Desa Bacu-Bacu menjadi salah satu
di antara dua desa yang menjadi pilihan pelaksanaan ujicoba tools PPAM
(Partisipatory Poperty Assessment Monitoring), yaitu metode untuk mengetahui
posisi keluarga di desa dari segala bentuk kerentanan, keterisolasian ataukah
ketidakberdayaan. Sementara PRA lebih pada penggalian data berdasarkan bahasa
masyarakat setempat, tentang kondisi sosial, ekonomi, dan politik. Dalam PRA
ini kami dari Sulawesi Community Foundation (SCF) mencoba melihat aktivitas
warga dalam kalender musim, kalender harian, serta hubungan warga dengan
lembaga-lembaga yang bergerak di desa dalam bentuk metode diagram venn. Kami
juga mengajak warga untuk menggambar sketsa dusun mereka disertai penjelasan mengenai
posisi sumberdaya, lahan dan mata air. Peta desa ini akan memudahkan warga
untuk melihat kembali persoalan-persoalan di desanya.

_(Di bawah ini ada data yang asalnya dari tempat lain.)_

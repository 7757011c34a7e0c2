//! Logging bootstrap for the checklist core.
//!
//! # Responsibility
//! - Start file-based rolling logs once per host process.
//! - Capture panics as sanitized log events before the previous hook runs.
//!
//! # Invariants
//! - Initialization is idempotent for an identical level and directory.
//! - Reconfiguration with a different level or directory is rejected.
//! - Events carry metadata only (ids, indices, counts), never task text.

use flexi_logger::{Cleanup, Criterion, FileSpec, Logger, LoggerHandle, Naming, WriteMode};
use log::{error, info};
use once_cell::sync::OnceCell;
use std::error::Error;
use std::fmt::{Display, Formatter};
use std::path::{Path, PathBuf};

const LOG_FILE_BASENAME: &str = "managez";
const MAX_LOG_FILE_SIZE_BYTES: u64 = 2 * 1024 * 1024;
const MAX_LOG_FILES: usize = 3;
const MAX_PANIC_PAYLOAD_CHARS: usize = 160;

static LOGGING_STATE: OnceCell<LoggingState> = OnceCell::new();
static PANIC_HOOK_INSTALLED: OnceCell<()> = OnceCell::new();

struct LoggingState {
    level: &'static str,
    log_dir: PathBuf,
    _logger: LoggerHandle,
}

/// Logging setup failure.
#[derive(Debug, Clone, PartialEq, Eq)]
pub enum LoggingError {
    UnsupportedLevel(String),
    InvalidDirectory(String),
    AlreadyInitialized {
        active_level: &'static str,
        active_dir: PathBuf,
    },
    Backend(String),
}

impl Display for LoggingError {
    fn fmt(&self, f: &mut Formatter<'_>) -> std::fmt::Result {
        match self {
            Self::UnsupportedLevel(level) => write!(
                f,
                "unsupported log level `{level}`; expected trace|debug|info|warn|error"
            ),
            Self::InvalidDirectory(message) => write!(f, "invalid log directory: {message}"),
            Self::AlreadyInitialized {
                active_level,
                active_dir,
            } => write!(
                f,
                "logging already initialized with level `{}` at `{}`; refusing to switch",
                active_level,
                active_dir.display()
            ),
            Self::Backend(message) => write!(f, "failed to start logger: {message}"),
        }
    }
}

impl Error for LoggingError {}

/// Initializes rolling file logs under `log_dir`.
///
/// # Errors
/// - `UnsupportedLevel` for anything but trace|debug|info|warn|error.
/// - `InvalidDirectory` when `log_dir` is empty, relative or cannot be created.
/// - `AlreadyInitialized` when called again with a different configuration.
/// - `Backend` when the logger itself fails to start.
pub fn init_logging(level: &str, log_dir: &str) -> Result<(), LoggingError> {
    let normalized_level = normalize_level(level)?;
    let normalized_dir = normalize_log_dir(log_dir)?;

    let state = LOGGING_STATE.get_or_try_init(|| start_logger(normalized_level, &normalized_dir))?;

    if state.log_dir != normalized_dir || state.level != normalized_level {
        return Err(LoggingError::AlreadyInitialized {
            active_level: state.level,
            active_dir: state.log_dir.clone(),
        });
    }
    Ok(())
}

/// Returns `(level, log_dir)` when logging is active.
pub fn logging_status() -> Option<(&'static str, PathBuf)> {
    LOGGING_STATE
        .get()
        .map(|state| (state.level, state.log_dir.clone()))
}

/// `debug` for debug builds, `info` for release builds.
pub fn default_log_level() -> &'static str {
    if cfg!(debug_assertions) {
        "debug"
    } else {
        "info"
    }
}

fn start_logger(level: &'static str, log_dir: &Path) -> Result<LoggingState, LoggingError> {
    std::fs::create_dir_all(log_dir).map_err(|err| {
        LoggingError::InvalidDirectory(format!("cannot create `{}`: {err}", log_dir.display()))
    })?;

    let logger = Logger::try_with_str(level)
        .map_err(|err| LoggingError::UnsupportedLevel(format!("{level} ({err})")))?
        .log_to_file(
            FileSpec::default()
                .directory(log_dir)
                .basename(LOG_FILE_BASENAME),
        )
        .rotate(
            Criterion::Size(MAX_LOG_FILE_SIZE_BYTES),
            Naming::Numbers,
            Cleanup::KeepLogFiles(MAX_LOG_FILES),
        )
        .write_mode(WriteMode::BufferAndFlush)
        .append()
        .format_for_files(flexi_logger::detailed_format)
        .start()
        .map_err(|err| LoggingError::Backend(err.to_string()))?;

    install_panic_hook_once();

    info!(
        "event=session_start module=core status=ok platform={} build_mode={} version={}",
        std::env::consts::OS,
        build_mode(),
        env!("CARGO_PKG_VERSION")
    );
    info!(
        "event=logging_init module=core status=ok level={} log_dir={}",
        level,
        log_dir.display()
    );

    Ok(LoggingState {
        level,
        log_dir: log_dir.to_path_buf(),
        _logger: logger,
    })
}

fn normalize_level(level: &str) -> Result<&'static str, LoggingError> {
    match level.trim().to_ascii_lowercase().as_str() {
        "trace" => Ok("trace"),
        "debug" => Ok("debug"),
        "info" => Ok("info"),
        "warn" | "warning" => Ok("warn"),
        "error" => Ok("error"),
        other => Err(LoggingError::UnsupportedLevel(other.to_string())),
    }
}

fn normalize_log_dir(log_dir: &str) -> Result<PathBuf, LoggingError> {
    let trimmed = log_dir.trim();
    if trimmed.is_empty() {
        return Err(LoggingError::InvalidDirectory(
            "log_dir cannot be empty".to_string(),
        ));
    }
    let path = Path::new(trimmed);
    if !path.is_absolute() {
        return Err(LoggingError::InvalidDirectory(format!(
            "log_dir must be an absolute path, got `{trimmed}`"
        )));
    }
    Ok(path.to_path_buf())
}

fn build_mode() -> &'static str {
    if cfg!(debug_assertions) {
        "debug"
    } else {
        "release"
    }
}

fn install_panic_hook_once() {
    if PANIC_HOOK_INSTALLED.get().is_some() {
        return;
    }

    let previous_hook = std::panic::take_hook();
    std::panic::set_hook(Box::new(move |panic_info| {
        let location = panic_info
            .location()
            .map(|loc| format!("{}:{}", loc.file(), loc.line()))
            .unwrap_or_else(|| "unknown".to_string());
        let payload = panic_payload_summary(panic_info);
        error!(
            "event=panic_captured module=core status=error location={} payload={}",
            location, payload
        );
        previous_hook(panic_info);
    }));

    let _ = PANIC_HOOK_INSTALLED.set(());
}

fn panic_payload_summary(info: &std::panic::PanicHookInfo<'_>) -> String {
    let payload = if let Some(message) = info.payload().downcast_ref::<&str>() {
        (*message).to_string()
    } else if let Some(message) = info.payload().downcast_ref::<String>() {
        message.clone()
    } else {
        "non-string panic payload".to_string()
    };

    // Task text can end up in panic messages; cap it.
    sanitize_message(&payload, MAX_PANIC_PAYLOAD_CHARS)
}

fn sanitize_message(value: &str, max_chars: usize) -> String {
    let normalized = value.replace(['\n', '\r'], " ");
    let mut truncated = normalized.chars().take(max_chars).collect::<String>();
    if normalized.chars().count() > max_chars {
        truncated.push_str("...");
    }
    truncated
}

Pada 26 Maret itu alhamdulillah
dapat tumpangan di rumah Pak Meleng (72), Kepala Dusun Amerrung. Meleng orangnya terbuka dan sangat tahan
berdiskusi. Kami berdiskusi hingga di atas jam sebelas malam. Dari dia lah
sebagian besar info tentang Bacu-Bacu saya peroleh. Bahkan, Meleng juga memaksa
saya untuk lebih banyak mengetahui kosa kata bugis, ia memancing perbincangan
dengan berbahasa Bugis.
Dalam tiga hari itu sebenarnya
saya hanya membantu petugas dari Dinas Kehutanan dan Bappeda yang terkendala
dalam menjalankan tugasnya. Mereka lah yang mesti menggali data dan menerapkan
PRA di Bacu-Bacu. Mulanya mereka sudah ke sana pada hari senin, sehari sebelum
saya ke sana. Namun banyak kendala yang mereka temui, diantaranya begitu
sulitnya mengumpulkan warga untuk penyelenggaraan PRA. Nah, ketika kami bertemu
di tengah perjalanan pada Selasa, mereka ternyata tak bisa melanjutkan
perjalanan ke bacu-Bacu, sebab sore hari itu ada panggilan dari Bappeda Barru
untuk menghadiri Pelantikan Kepala Bappeda. Selain itu, kabel koplen motor
seorang perwakilan UNICEF terkait sanitasi warga desa putus saat mendaki.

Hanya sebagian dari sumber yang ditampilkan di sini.